(Records contained in a dataset)
::::::::::
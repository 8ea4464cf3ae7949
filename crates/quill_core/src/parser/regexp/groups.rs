//! Capture-group pre-scan.
//!
//! Back-references may name a group that appears later in the pattern, so
//! the group table is built before translation starts.  The pre-scan also
//! rejects unbalanced parentheses and unterminated classes early.

use super::{RegExpError, messages};
use crate::parser::character::{hex_value, is_id_continue, is_id_start};

/// What an opening parenthesis introduces.
#[derive(Debug, Clone, Copy, PartialEq, Eq)]
pub enum GroupKind {
    /// `( … )`
    Capturing,
    /// `(?<name> … )`
    NamedCapturing,
    /// `(?: … )`
    NonCapturing,
    /// `(?ims-ims: … )`
    Modifiers,
    /// `(?= … )`
    Lookahead,
    /// `(?! … )`
    NegativeLookahead,
    /// `(?<= … )`
    Lookbehind,
    /// `(?<! … )`
    NegativeLookbehind,
}

impl GroupKind {
    pub fn is_capturing(self) -> bool {
        matches!(self, GroupKind::Capturing | GroupKind::NamedCapturing)
    }
}

/// One capturing group, in pattern order.
#[derive(Debug, Clone, PartialEq, Eq)]
pub struct CaptureGroup {
    /// Character index of the opening `(`.
    pub offset: usize,
    /// Group name, for named groups.
    pub name: Option<String>,
}

/// All capturing groups of a pattern.
#[derive(Debug, Clone, Default, PartialEq, Eq)]
pub struct GroupTable {
    pub groups: Vec<CaptureGroup>,
}

impl GroupTable {
    /// Number of capturing groups.
    pub fn len(&self) -> usize {
        self.groups.len()
    }

    pub fn is_empty(&self) -> bool {
        self.groups.is_empty()
    }

    /// Whether any group is named.
    pub fn has_named_groups(&self) -> bool {
        self.groups.iter().any(|g| g.name.is_some())
    }

    /// 0-based indices of every group called `name`.
    pub fn indices_of(&self, name: &str) -> Vec<usize> {
        self.groups
            .iter()
            .enumerate()
            .filter(|(_, g)| g.name.as_deref() == Some(name))
            .map(|(i, _)| i)
            .collect()
    }

    /// Whether some name is used by more than one group.
    pub fn has_duplicate_names(&self) -> bool {
        let mut seen = std::collections::HashSet::new();
        self.groups
            .iter()
            .filter_map(|g| g.name.as_deref())
            .any(|name| !seen.insert(name))
    }
}

/// Classify the group opened at `chars[pos] == '('`.
pub fn classify(chars: &[char], pos: usize) -> GroupKind {
    if chars.get(pos + 1) != Some(&'?') {
        return GroupKind::Capturing;
    }
    match (chars.get(pos + 2), chars.get(pos + 3)) {
        (Some(':'), _) => GroupKind::NonCapturing,
        (Some('='), _) => GroupKind::Lookahead,
        (Some('!'), _) => GroupKind::NegativeLookahead,
        (Some('<'), Some('=')) => GroupKind::Lookbehind,
        (Some('<'), Some('!')) => GroupKind::NegativeLookbehind,
        (Some('<'), _) => GroupKind::NamedCapturing,
        _ => GroupKind::Modifiers,
    }
}

/// Build the capture-group table for `chars`.
pub fn scan_groups(chars: &[char], unicode_sets: bool) -> Result<GroupTable, RegExpError> {
    let mut table = GroupTable::default();
    let mut depth = 0usize;
    let mut class_depth = 0usize;
    let mut pos = 0;
    while pos < chars.len() {
        match chars[pos] {
            '\\' => pos += 1,
            '[' if class_depth == 0 || unicode_sets => class_depth += 1,
            ']' if class_depth > 0 => class_depth -= 1,
            _ if class_depth > 0 => {}
            '(' => {
                depth += 1;
                match classify(chars, pos) {
                    GroupKind::Capturing => table.groups.push(CaptureGroup {
                        offset: pos,
                        name: None,
                    }),
                    GroupKind::NamedCapturing => {
                        let (name, end) = parse_group_name(chars, pos + 3)?;
                        table.groups.push(CaptureGroup {
                            offset: pos,
                            name: Some(name),
                        });
                        pos = end - 1;
                    }
                    _ => {}
                }
            }
            ')' => {
                if depth == 0 {
                    return Err(RegExpError::new(pos, messages::UNMATCHED_PAREN));
                }
                depth -= 1;
            }
            _ => {}
        }
        pos += 1;
    }
    if class_depth > 0 {
        return Err(RegExpError::new(chars.len(), messages::UNTERMINATED_CLASS));
    }
    if depth > 0 {
        return Err(RegExpError::new(chars.len(), messages::UNTERMINATED_GROUP));
    }
    Ok(table)
}

/// Parse a *GroupName* body starting at `start` (just after `<`).
///
/// Returns the decoded name and the index just past the closing `>`.
pub fn parse_group_name(chars: &[char], start: usize) -> Result<(String, usize), RegExpError> {
    let mut name = String::new();
    let mut pos = start;
    loop {
        let c = match chars.get(pos) {
            Some('>') => break,
            Some('\\') => {
                let (c, next) = parse_name_escape(chars, pos + 1)
                    .ok_or_else(|| RegExpError::new(pos, messages::INVALID_GROUP_NAME))?;
                pos = next;
                c
            }
            Some(&c) => {
                pos += 1;
                c
            }
            None => return Err(RegExpError::new(pos, messages::INVALID_GROUP_NAME)),
        };
        let valid = if name.is_empty() {
            is_id_start(c)
        } else {
            is_id_continue(c)
        };
        if !valid {
            return Err(RegExpError::new(pos, messages::INVALID_GROUP_NAME));
        }
        name.push(c);
    }
    if name.is_empty() {
        return Err(RegExpError::new(pos, messages::INVALID_GROUP_NAME));
    }
    Ok((name, pos + 1))
}

/// Decode `uXXXX`, a surrogate pair of those, or `u{…}` after a backslash.
fn parse_name_escape(chars: &[char], pos: usize) -> Option<(char, usize)> {
    if chars.get(pos) != Some(&'u') {
        return None;
    }
    if chars.get(pos + 1) == Some(&'{') {
        let mut value = 0u32;
        let mut p = pos + 2;
        while let Some(d) = chars.get(p).and_then(|&c| hex_value(c)) {
            value = value.checked_mul(16)?.checked_add(d)?;
            p += 1;
        }
        if p == pos + 2 || chars.get(p) != Some(&'}') {
            return None;
        }
        return char::from_u32(value).map(|c| (c, p + 1));
    }
    let high = hex4(chars, pos + 1)?;
    if (0xD800..0xDC00).contains(&high)
        && chars.get(pos + 5) == Some(&'\\')
        && chars.get(pos + 6) == Some(&'u')
        && let Some(low) = hex4(chars, pos + 7)
        && (0xDC00..0xE000).contains(&low)
    {
        let c = 0x10000 + ((high - 0xD800) << 10) + (low - 0xDC00);
        return char::from_u32(c).map(|c| (c, pos + 11));
    }
    char::from_u32(high).map(|c| (c, pos + 5))
}

/// Four hex digits at `pos`.
pub fn hex4(chars: &[char], pos: usize) -> Option<u32> {
    (0..4).try_fold(0u32, |acc, i| {
        chars
            .get(pos + i)
            .and_then(|&c| hex_value(c))
            .map(|d| acc * 16 + d)
    })
}

#[cfg(test)]
mod tests {
    use super::*;

    fn scan(p: &str) -> Result<GroupTable, RegExpError> {
        let chars: Vec<char> = p.chars().collect();
        scan_groups(&chars, false)
    }

    #[test]
    fn test_counts_capturing_groups_only() {
        let table = scan(r"(a)(?:b)(?=c)(?<name>d)(?<!e)").unwrap();
        assert_eq!(table.len(), 2);
        assert_eq!(table.groups[0].offset, 0);
        assert_eq!(table.groups[1].name.as_deref(), Some("name"));
    }

    #[test]
    fn test_parens_inside_class_and_escapes_ignored() {
        let table = scan(r"[(]\((a)").unwrap();
        assert_eq!(table.len(), 1);
    }

    #[test]
    fn test_unbalanced() {
        assert_eq!(scan("a)").unwrap_err().message, messages::UNMATCHED_PAREN);
        assert_eq!(scan("(a").unwrap_err().message, messages::UNTERMINATED_GROUP);
        assert_eq!(scan("[a").unwrap_err().message, messages::UNTERMINATED_CLASS);
    }

    #[test]
    fn test_group_name_escapes() {
        let table = scan(r"(?<ab>x)(?<\u{62}>y)").unwrap();
        assert_eq!(table.indices_of("ab"), vec![0]);
        assert_eq!(table.indices_of("b"), vec![1]);
    }

    #[test]
    fn test_invalid_group_name() {
        assert!(scan("(?<1a>x)").is_err());
        assert!(scan("(?<>x)").is_err());
    }

    #[test]
    fn test_duplicate_names_detected() {
        let table = scan("(?<a>x)|(?<a>y)").unwrap();
        assert!(table.has_duplicate_names());
        assert_eq!(table.indices_of("a"), vec![0, 1]);
    }

    #[test]
    fn test_classify() {
        let chars: Vec<char> = "(?<=a)".chars().collect();
        assert_eq!(classify(&chars, 0), GroupKind::Lookbehind);
        let chars: Vec<char> = "(?i:a)".chars().collect();
        assert_eq!(classify(&chars, 0), GroupKind::Modifiers);
    }
}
::::::::::
*Problem requirements*. Write out a verbatim copy of the data, beginning with its first line and ending with the line that contains "pub fn len(&self)".

*Answer*.
repository 8ea4464cf3ae7949
filename crates/quill_core/src/parser/regexp/groups.rs
//! Capture-group pre-scan.
//!
//! Back-references may name a group that appears later in the pattern, so
//! the group table is built before translation starts.  The pre-scan also
//! rejects unbalanced parentheses and unterminated classes early.

use super::{RegExpError, messages};
use crate::parser::character::{hex_value, is_id_continue, is_id_start};

/// What an opening parenthesis introduces.
#[derive(Debug, Clone, Copy, PartialEq, Eq)]
pub enum GroupKind {
    /// `( … )`
    Capturing,
    /// `(?<name> … )`
    NamedCapturing,
    /// `(?: … )`
    NonCapturing,
    /// `(?ims-ims: … )`
    Modifiers,
    /// `(?= … )`
    Lookahead,
    /// `(?! … )`
    NegativeLookahead,
    /// `(?<= … )`
    Lookbehind,
    /// `(?<! … )`
    NegativeLookbehind,
}

impl GroupKind {
    pub fn is_capturing(self) -> bool {
        matches!(self, GroupKind::Capturing | GroupKind::NamedCapturing)
    }
}

/// One capturing group, in pattern order.
#[derive(Debug, Clone, PartialEq, Eq)]
pub struct CaptureGroup {
    /// Character index of the opening `(`.
    pub offset: usize,
    /// Group name, for named groups.
    pub name: Option<String>,
}

/// All capturing groups of a pattern.
#[derive(Debug, Clone, Default, PartialEq, Eq)]
pub struct GroupTable {
    pub groups: Vec<CaptureGroup>,
}

impl GroupTable {
    /// Number of capturing groups.
    pub fn len(&self) -> usize {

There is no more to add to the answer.